The largest difference is the percentage of Native Americans in the SAGE versus the comparison group. The over representation of African Americans in the comparison group reflects the high proportion of Milwaukee schools in the comparison group, nearly 44 percent of all comparison group schools. Comparison group students are somewhat better off economically than SAGE students. Further, the comparison group has fewer Exceptional Education Needs
(EEN) students and fewer English as a Second Language (ESL) students.
During the course of the 1996-97 school year records were compiled on 5613 students. Many students withdrew from SAGE and comparison schools during the year, while others enrolled. Those students who remained in their schools for the entire year are labeled "ongoing." As Table 5 shows, enrollment in comparison schools was slightly more stable than in SAGE schools. Moreover, in both SAGE and comparison schools, the number of students withdrawing exceeded the number of students enrolling during the year. Thus the number of ongoing plus newly enrolled students recorded during spring data collection totals 5038, distributed across schools and grades as shown in Table 6.
In addition to the comparative change design, the nature of the four SAGE program elements is being examined to explain variation in achievement among SAGE schools, classes, and students. This is accomplished through a repeated measures, reflexive controls design. SAGE schools, classes, and students are compared to themselves over time, as measured at the beginning of the treatment through an achievement pretest and other baseline measures and after the treatment begins through repeated achievement tests and other indicators.

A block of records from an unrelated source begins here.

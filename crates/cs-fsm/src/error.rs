use cs_core::CsError;
use cs_task::{FatalTaskError, TaskBuildError};
use thiserror::Error;

#[derive(Debug, Error)]
pub enum FsmError {
    #[error("behavior specification error: {0}")]
    Behavior(String),

    #[error("unknown state {0:?}")]
    UnknownState(String),

    #[error("unknown goal {0:?}")]
    UnknownGoal(String),

    #[error("unknown pedestrian model {0:?}")]
    UnknownModel(String),

    #[error("{what} length {got} does not match agent count {expected}")]
    AgentCountMismatch {
        expected: usize,
        got:      usize,
        what:     &'static str,
    },

    #[error(transparent)]
    Core(#[from] CsError),

    #[error("task construction failed: {0}")]
    TaskBuild(#[from] TaskBuildError),

    #[error("simulation halted: {0}")]
    TaskFatal(#[from] FatalTaskError),

    #[error("behavior JSON error: {0}")]
    Json(#[from] serde_json::Error),

    #[error("scene CSV error: {0}")]
    Csv(#[from] csv::Error),

    #[error("I/O error: {0}")]
    Io(#[from] std::io::Error),
}

pub type FsmResult<T> = Result<T, FsmError>;
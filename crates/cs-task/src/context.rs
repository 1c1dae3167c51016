//! Mutable simulation state passed to every task.

use cs_agent::AgentStore;
use cs_core::{StateId, Tick};

/// The view of FSM state a [`Task`][crate::Task] may read and mutate during
/// its `do_work` call.
///
/// Built by the FSM once per tick after state advancement and handed to each
/// task in turn.  Borrows end when the task pass ends; tasks must not retain
/// references across ticks.  Agent indices are stable for the run, so
/// per-agent task state may be keyed by `AgentId`.
pub struct TaskContext<'a> {
    /// The tick whose state advancement just completed.
    pub tick: Tick,

    /// Seconds of simulated time covered by this tick.
    pub time_step: f32,

    /// Simulated seconds since tick 0, after this tick.
    pub elapsed_secs: f32,

    /// All agent state.  Tasks may write to any field.
    pub agents: &'a mut AgentStore,

    /// Current behavior-graph state of each agent, indexed by `AgentId`.
    pub agent_states: &'a [StateId],
}

impl<'a> TaskContext<'a> {
    #[inline]
    pub fn new(
        tick:         Tick,
        time_step:    f32,
        elapsed_secs: f32,
        agents:       &'a mut AgentStore,
        agent_states: &'a [StateId],
    ) -> Self {
        Self { tick, time_step, elapsed_secs, agents, agent_states }
    }
}
//! Framework error type.
//!
//! Sub-crates define their own error enums and wrap `CsError` as one variant
//! where they need to surface a core failure.

use thiserror::Error;

use crate::AgentId;

/// The top-level error type for `cs-core` and a common base for sub-crates.
#[derive(Debug, Error)]
pub enum CsError {
    #[error("configuration error: {0}")]
    Config(String),

    #[error("agent {agent} has a non-finite {field}")]
    NonFinite {
        agent: AgentId,
        field: &'static str,
    },
}

/// Shorthand result type for all `cs-*` crates.
pub type CsResult<T> = Result<T, CsError>;
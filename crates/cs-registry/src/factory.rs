/// Constructs registry products.
///
/// Any `Fn() -> Box<P> + Send + Sync` closure is a factory, so most
/// registrations are one-liners:
///
/// ```rust,ignore
/// registry.register_element("circle", || Box::new(CircleRenderer) as Box<dyn GoalRenderer>);
/// ```
pub trait ElementFactory<P: ?Sized>: Send + Sync + 'static {
    fn construct(&self) -> Box<P>;
}

impl<P: ?Sized, F> ElementFactory<P> for F
where
    F: Fn() -> Box<P> + Send + Sync + 'static,
{
    fn construct(&self) -> Box<P> {
        self()
    }
}
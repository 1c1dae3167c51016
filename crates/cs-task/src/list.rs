//! `TaskList` — ordered owner of tasks and the unit of per-tick failure
//! isolation.

use crate::{FatalTaskError, RecoveredFailure, Task, TaskContext, TaskError};

/// Outcome of one non-fatal pass over a [`TaskList`].
#[derive(Debug, Clone, Default, PartialEq)]
pub struct TaskReport {
    /// Tasks whose `do_work` returned `Ok`.
    pub succeeded: usize,
    /// Tasks that failed recoverably this tick, in execution order.
    pub recovered: Vec<RecoveredFailure>,
}

impl TaskReport {
    /// Total tasks that ran this tick.
    pub fn executed(&self) -> usize {
        self.succeeded + self.recovered.len()
    }

    /// `true` if no task failed.
    pub fn is_clean(&self) -> bool {
        self.recovered.is_empty()
    }
}

/// Ordered collection of [`Task`]s executed once per tick.
///
/// Insertion order is execution order.  Equivalent tasks are rejected at
/// insertion time, so behavior files and plugins may each request the same
/// task without doubling the work.
#[derive(Default)]
pub struct TaskList {
    tasks: Vec<Box<dyn Task>>,
}

impl TaskList {
    pub fn new() -> Self {
        Self { tasks: Vec::new() }
    }

    /// Append `task` unless an equivalent task is already present.
    ///
    /// Returns `false` (and drops `task`) for a duplicate.  This is expected,
    /// idempotent behavior, not an error.
    pub fn add(&mut self, task: Box<dyn Task>) -> bool {
        if let Some(existing) = self.tasks.iter().find(|t| t.is_equivalent(task.as_ref())) {
            log::debug!("task {task} is equivalent to queued task {existing}; discarding");
            return false;
        }
        log::debug!("task {task} queued at position {}", self.tasks.len());
        self.tasks.push(task);
        true
    }

    /// Run every task once, in insertion order.
    ///
    /// Recoverable failures are logged and collected in the report.  The
    /// first fatal failure aborts the pass; tasks after it do not run this
    /// tick.
    pub fn run_all(&mut self, ctx: &mut TaskContext<'_>) -> Result<TaskReport, FatalTaskError> {
        let mut report = TaskReport::default();

        for (index, task) in self.tasks.iter_mut().enumerate() {
            match task.do_work(ctx) {
                Ok(()) => report.succeeded += 1,

                Err(TaskError::Recoverable(message)) => {
                    log::warn!("{}: task {task} skipped this tick: {message}", ctx.tick);
                    report.recovered.push(RecoveredFailure {
                        index,
                        task: task.to_string(),
                        message,
                    });
                }

                Err(TaskError::Fatal(message)) => {
                    log::error!("{}: task {task} failed fatally: {message}", ctx.tick);
                    return Err(FatalTaskError {
                        index,
                        task: task.to_string(),
                        message,
                        completed: report.executed(),
                    });
                }
            }
        }

        Ok(report)
    }

    pub fn len(&self) -> usize {
        self.tasks.len()
    }

    pub fn is_empty(&self) -> bool {
        self.tasks.is_empty()
    }

    /// Tasks in execution order.
    pub fn iter(&self) -> impl Iterator<Item = &dyn Task> + '_ {
        self.tasks.iter().map(|t| t.as_ref())
    }

    /// First task of concrete type `T`, if any.
    pub fn find<T: Task>(&self) -> Option<&T> {
        self.tasks.iter().find_map(|t| t.as_any().downcast_ref::<T>())
    }

    /// `Display` descriptions of all tasks, in execution order.
    pub fn descriptions(&self) -> Vec<String> {
        self.tasks.iter().map(|t| t.to_string()).collect()
    }
}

Data Collection Instruments
To provide information about the process and product of the SAGE program for 1996-97, a number of instruments were created and administered as part of the evaluation3. These instruments are the following:
1. Student Profiles. This instrument, completed in October and May, provided demographic and other data on each SAGE school and comparison school student.
2. Classroom Organization Profile. Completed in October, this instrument was used to record how SAGE schools attained a 15:1 student-teacher ratio.
3. Principal Interviews. These end-of-year interviews elicited principals’ descriptions and perceptions of effects of their schools’ rigorous curriculum, lighted-schoolhouse activities, and staff development program, as well as an overall evaluation of the SAGE program.
4. Teacher Questionnaire. Administered in May, this instrument obtained teachers’ descriptions and judgments of the effects of SAGE on teaching, curriculum, family involvement, and professional development. It also was used to assess overall satisfaction with SAGE.
5. Teacher Activity Log. This instrument, administered in October, January, and May, required teachers to record classroom events concerning time use, grouping, content, and student learning activities for a typical day.
6. Student Participation Questionnaire. In both October and May teachers used this instrument to assess each students’ level of participation in classroom activities.
7. Classroom Observations. A group of first-grade classrooms representing the various types of 15:1 student-teacher ratios and a range of geographic areas was selected for qualitative observations in October and May to provide descriptions of classroom events.
8. Teacher Interviews. Although in-depth teacher interviews were not part of the original SAGE Evaluation Design, they were added because it became apparent that teachers had important stories to tell about their SAGE classroom experiences. The interviews, held in August 13, 1996, for complete details.
May, dealt with teachers’ perceptions of the effects of SAGE on their teaching and on student learning. The observed teachers served as the interview sample.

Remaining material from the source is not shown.